Recensione “La biblioteca dei libri perduti” di Claudio Aita

Geremia Solaris è tornato nei luoghi della sua giovinezza convinto di poter dimenticare, almeno per un po’, il male infinito vissuto a Firenze. Ma uno strano messaggio lasciatogli da quel bibliotecario che lo ha introdotto al mondo dei libri e che si è suicidato, in circostanze mai chiarite, trent’anni prima lo trascineranno in una realtà oscura che mai avrebbe immaginato di trovare anche lì, in un luogo così periferico, ai piedi delle sue montagne e all’ombra di quell’antica biblioteca che lo aveva visto crescere.

Inizierà così un percorso allucinato fra strane morti, antiche divinità mai sopite, manoscritti nascosti, codici da decifrare, processioni di morti, riti blasfemi e libri capaci di evocare i demoni. In un turbinio di vicende dove tutti recitano una parte e dove Geremia scopre che l’affetto di un maestro o l’amore di una donna forse non sono quello che appaiono a prima vista. In un mondo dove gli unici sentimenti che sembrano vincere su tutto sono la paura che viene da molto lontano e l’odio, un odio incontenibile e assassino.

Riuscirà Geremia a sopravvivere ai suoi fantasmi e alle forze oscure che lo minacciano e a risolvere un mistero, quella della morte del suo maestro, che a distanza di trent’anni tutti hanno ormai dimenticato?

 

Una caccia a un manoscritto dai risvolti inquietanti e misteriosi.

Ho passato le mie vacanze in Friuli e ho apprezzato molto poter rivivere quei luoghi magici che non vengono considerati dal turismo di massa.

Una terra dura e dall’apparenza ostile ma ricca di storia e, ho scoperto con questo romanzo, ricca di mistero.

Geremia torna nei luoghi della sua infanzia, con un carico emotivo pesante sulle spalle, la scoperta del suicidio del suo mentore durante la sua giovinezza lo lascia pieno di perplessità.

Quando scopre un diario lasciato dal bibliotecario con dentro delle sue fotografie da bambino, viene riportato indietro nel tempo, quando l’uomo lo sfidava con degli enigmi in una caccia al tesoro all’interno della biblioteca Guarneriana. Parte da lì la ricerca di un antico manoscritto nascosto fra i libri, cercando la chiave di decodifica che gli permetterà di individuare la posizione di dove sono state celate le preziose pagine che rivelano fatti misteriosi legati alla massoneria e all’occulto che, verosimilmente, continuano a perpetrarsi.

Il romanzo è molto introspettivo, Geremia deve convivere con i fantasmi del suo passato che lo inducono all’oblio dell’alcool, ma questa sfida gli dona una nuova missione per cercare la verità sulla morte del suo caro insegnante.
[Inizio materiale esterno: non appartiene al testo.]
// Copyright 2019-2026 Maravilla Labs, operated by SOLUTAS GmbH, Switzerland
// SPDX-License-Identifier: Apache-2.0
// SPDX-License-Identifier: MIT

//! Building concrete paths from route ids.

use lazy_static::lazy_static;
use regex::{Captures, Regex};

use crate::error::{Result, RoutingError};
use crate::exec::Params;
use crate::segment::get_route_segments;

lazy_static! {
    static ref BASIC_PARAM: Regex =
        Regex::new(r"\[(\[)?(\.\.\.)?([a-zA-Z0-9_]+?)(?:=([a-zA-Z0-9_]+))?\]\]?").unwrap();
}

/// Fills in the parameters of a route id, producing a path.
///
/// Missing or empty optional parameters drop out of the path, as does a rest
/// parameter given as the empty string. Route groups are removed.
///
/// # Errors
///
/// - [`RoutingError::MissingParameter`] if a required or rest parameter has
///   no value
/// - [`RoutingError::InvalidParameterValue`] if a value starts or ends with
///   `/`
///
/// # Examples
///
/// ```
/// use kit_routing::{resolve_route, Params};
///
/// let mut params = Params::new();
/// params.insert("slug".to_string(), "hello-world".to_string());
///
/// let path = resolve_route("/(blog)/posts/[slug]/[[page]]", &params).unwrap();
/// assert_eq!(path, "/posts/hello-world");
/// ```
pub fn resolve_route(id: &str, params: &Params) -> Result<String> {
    let mut resolved = Vec::new();

    for segment in get_route_segments(id) {
        let mut out = String::with_capacity(segment.len());
        let mut last = 0;

        for caps in BASIC_PARAM.captures_iter(segment) {
            let whole = caps.get(0).map_or(0..0, |m| m.range());
            out.push_str(&segment[last..whole.start]);
            out.push_str(&resolve_param(id, &caps, params)?);
            last = whole.end;
        }
        out.push_str(&segment[last..]);

        if !out.is_empty() {
            resolved.push(out);
        }
    }

    Ok(format!("/{}", resolved.join("/")))
}

fn resolve_param(id: &str, caps: &Captures<'_>, params: &Params) -> Result<String> {
    let optional = caps.get(1).is_some();
    let rest = caps.get(2).is_some();
    let name = &caps[3];

    match params.get(name) {
        Some(value) if !value.is_empty() => {
            if value.starts_with('/') || value.ends_with('/') {
                return Err(RoutingError::InvalidParameterValue {
                    name: name.to_string(),
                    route: id.to_string(),
                });
            }
            Ok(value.clone())
        }
        Some(_) if optional || rest => Ok(String::new()),
        None if optional => Ok(String::new()),
        _ => Err(RoutingError::MissingParameter {
            name: name.to_string(),
            route: id.to_string(),
        }),
    }
}
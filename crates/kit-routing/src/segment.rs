// Copyright 2019-2026 Maravilla Labs, operated by SOLUTAS GmbH, Switzerland
// SPDX-License-Identifier: Apache-2.0
// SPDX-License-Identifier: MIT

//! Splitting route ids into segments and segments into parts.
//!
//! A route id is the directory path of a route relative to the routes root,
//! e.g. `/blog/[slug]` or `/(marketing)/about`. Each `/`-separated segment is
//! either plain text or a mix of text and `[...]` placeholders:
//!
//! - `blog` → one static part
//! - `[slug].json` → `""`, `slug`, `.json`
//! - `sub[[param]]` → `sub`, `[param]`, `""`

use lazy_static::lazy_static;
use regex::Regex;

lazy_static! {
    static ref ROUTE_GROUP: Regex = Regex::new(r"^\([^)]+\)$").unwrap();
}

/// A piece of a route segment.
#[derive(Debug, Clone, Copy, PartialEq, Eq)]
pub enum Part<'a> {
    /// Literal text, possibly empty.
    Static(&'a str),
    /// The text between the outer brackets of a placeholder, e.g. `slug`,
    /// `[slug]`, `...rest` or `id=uuid`.
    Dynamic(&'a str),
}

impl<'a> Part<'a> {
    /// Returns the raw text of the part.
    pub fn content(&self) -> &'a str {
        match self {
            Part::Static(s) | Part::Dynamic(s) => s,
        }
    }
}

/// Returns false for route group segments like `(marketing)`, which organise
/// routes on disk without appearing in the URL.
pub fn affects_path(segment: &str) -> bool {
    !ROUTE_GROUP.is_match(segment)
}

/// Splits a route id into the segments that take part in URL matching.
///
/// The leading `/` is removed and route groups are dropped. Empty segments
/// are kept; the root id `/` yields a single empty segment.
pub fn get_route_segments(id: &str) -> Vec<&str> {
    id.strip_prefix('/')
        .unwrap_or(id)
        .split('/')
        .filter(|segment| affects_path(segment))
        .collect()
}

/// Splits a segment into alternating static and dynamic parts.
///
/// The result always starts and ends with a [`Part::Static`] (possibly empty)
/// and dynamic parts sit at odd indices. A placeholder runs from `[` to the
/// first `]` that is not itself followed by `]`, so `[[slug]]` yields the
/// dynamic part `[slug]`.
pub fn split_parts(segment: &str) -> Vec<Part<'_>> {
    let bytes = segment.as_bytes();
    let mut parts = Vec::new();
    let mut last = 0;
    let mut i = 0;

    while i < bytes.len() {
        if bytes[i] == b'[' {
            if let Some(close) = find_close(bytes, i + 1) {
                parts.push(Part::Static(&segment[last..i]));
                parts.push(Part::Dynamic(&segment[i + 1..close]));
                last = close + 1;
                i = close + 1;
                continue;
            }
        }
        i += 1;
    }

    parts.push(Part::Static(&segment[last..]));
    parts
}

/// Finds the closing bracket for a placeholder whose content starts at
/// `start`. The content must be at least one byte long.
fn find_close(bytes: &[u8], start: usize) -> Option<usize> {
    (start + 1..bytes.len()).find(|&j| bytes[j] == b']' && bytes.get(j + 1) != Some(&b']'))
}

#[cfg(test)]
mod tests {
    use super::*;

    #[test]
    fn test_route_groups_do_not_affect_path() {
        assert!(!affects_path("(marketing)"));
        assert!(affects_path("()"));
        assert!(affects_path("blog"));
        assert!(affects_path("[slug]"));
    }

    #[test]
    fn test_get_route_segments() {
        assert_eq!(get_route_segments("/"), vec![""]);
        assert_eq!(get_route_segments("/blog/[slug]"), vec!["blog", "[slug]"]);
        assert_eq!(
            get_route_segments("/(app)/settings/(tabs)/[[tab]]"),
            vec!["settings", "[[tab]]"]
        );
    }

    #[test]
    fn test_split_static_segment() {
        assert_eq!(split_parts("blog"), vec![Part::Static("blog")]);
        assert_eq!(split_parts(""), vec![Part::Static("")]);
    }

    #[test]
    fn test_split_placeholders() {
        assert_eq!(
            split_parts("[slug].json"),
            vec![Part::Static(""), Part::Dynamic("slug"), Part::Static(".json")]
        );
        assert_eq!(
            split_parts("sub[[param]]"),
            vec![Part::Static("sub"), Part::Dynamic("[param]"), Part::Static("")]
        );
        assert_eq!(
            split_parts("[a]-[b=num]"),
            vec![
                Part::Static(""),
                Part::Dynamic("a"),
                Part::Static("-"),
                Part::Dynamic("b=num"),
                Part::Static(""),
            ]
        );
    }

    #[test]
    fn test_split_unclosed_bracket_is_static() {
        assert_eq!(split_parts("a[b"), vec![Part::Static("a[b")]);
        assert_eq!(split_parts("[]"), vec![Part::Static("[]")]);
    }
}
È circondato da persone che cercano di dargli tutto l’aiuto possibile per svelare il mistero, ma si troverà nella posizione di non sapere più di chi fidarsi. Il sospetto che ognuno nasconda qualcosa è prepotente, e dovrà contare solo sulle sue forze e sulla sua straordinaria capacità interpretativa per svelare l’arcano.

È un romanzo dal ritmo lento e riflessivo, arricchito dalle emozioni che quei luoghi sanno suscitare, talvolta troppo statico per i miei gusti, ma non per questo meno interessante.

Di sicuro, quando tornerò in Friuli, lo farò con occhi diversi, cercando di approfondire la visita dei luoghi che sono stati la culla degli eventi raccontati nel romanzo.